• [ASSIGNMENT] Pull every line containing "kept" out of the listing below.

• [ENTRIES SUPPLIED]
#![no_main]

use arbitrary::Arbitrary;
use libfuzzer_sys::fuzz_target;
use pcc_driver::{OutputFormat, TranscodeConfig, Transcoder};

#[derive(Debug, Arbitrary)]
struct FuzzInput {
    format_id: u8,
    data: Vec<u8>,
}

// Fuzz target: a plain transcode of arbitrary input.
//
// When the pass succeeds, its output must itself transcode cleanly.
fuzz_target!(|input: FuzzInput| {
    let output = match input.format_id % 4 {
        0 => OutputFormat::Ascii,
        1 => OutputFormat::BinaryBigEndian,
        2 => OutputFormat::BinaryLittleEndian,
        _ => OutputFormat::Same,
    };
    let transcoder = Transcoder::new(TranscodeConfig {
        output,
        ..TranscodeConfig::default()
    });

    let mut first = Vec::new();
    if transcoder.convert(&input.data[..], &mut first).is_err() {
        return;
    }
    let mut second = Vec::new();
    transcoder
        .convert(&first[..], &mut second)
        .expect("transcoder output must be valid input");
});
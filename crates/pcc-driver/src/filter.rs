use crate::mesh::BoundaryShape;
use crate::oracle::ContainmentOracle;

/// Outcome of the containment test for one vertex.
#[derive(Clone, Copy, Debug, PartialEq, Eq)]
pub enum Verdict {
    Keep,
    Reject,
}

/// Main-pass gate: stages each vertex's coordinates and asks the
/// oracle once per vertex whether it lies inside the boundary.
///
/// The shape is borrowed, so it cannot change while a pass is running.
pub struct ContainmentFilter<'a> {
    shape: &'a BoundaryShape,
    oracle: &'a dyn ContainmentOracle,
    point: [f64; 3],
    kept: u64,
    removed: u64,
}

impl<'a> ContainmentFilter<'a> {
    #[must_use]
    pub fn new(shape: &'a BoundaryShape, oracle: &'a dyn ContainmentOracle) -> Self {
        Self {
            shape,
            oracle,
            point: [0.0; 3],
            kept: 0,
            removed: 0,
        }
    }

    /// Stage one coordinate of the current vertex.
    pub fn stage(&mut self, axis: usize, value: f64) {
        self.point[axis] = value;
    }

    /// Decide the staged vertex and reset the stage.
    pub fn decide(&mut self) -> Verdict {
        let point = std::mem::take(&mut self.point);
        if self.oracle.contains(self.shape, point) {
            self.kept += 1;
            Verdict::Keep
        } else {
            self.removed += 1;
            tracing::trace!(x = point[0], y = point[1], z = point[2], "vertex outside boundary");
            Verdict::Reject
        }
    }

    #[must_use]
    pub fn kept(&self) -> u64 {
        self.kept
    }

    #[must_use]
    pub fn removed(&self) -> u64 {
        self.removed
    }
}
/// Implementation of `pcc convert`.
use anyhow::{Context, Result};
use pcc_driver::{TranscodeConfig, Transcoder};

use crate::ConvertArgs;
use crate::stream::{display_name, open_input, open_output};

/// Run the `pcc convert` command.
///
/// # Errors
///
/// Returns an error if a stream cannot be opened or the input is not
/// valid PLY. A file OUTPUT is only written when the whole pass succeeds.
pub fn run(args: &ConvertArgs) -> Result<()> {
    let config = TranscodeConfig {
        output: args.format,
        input_name: display_name(args.input.as_deref()),
        ..TranscodeConfig::default()
    };
    let transcoder = Transcoder::new(config);

    let input = open_input(args.input.as_deref())?;
    let mut output = open_output(args.output.as_deref())?;
    let report = transcoder
        .convert(input, &mut output)
        .with_context(|| format!("failed to convert {}", transcoder.config().input_name))?;
    output.commit()?;

    for element in &report.elements {
        tracing::debug!(element = %element.name, records = element.written, "converted");
    }
    tracing::info!(
        from = %report.input_encoding,
        to = %report.output_encoding,
        bytes = report.bytes_written,
        "convert complete"
    );
    Ok(())
}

• [RESULT]
    kept: u64,
            kept: 0,
            self.kept += 1;
    pub fn kept(&self) -> u64 {
        self.kept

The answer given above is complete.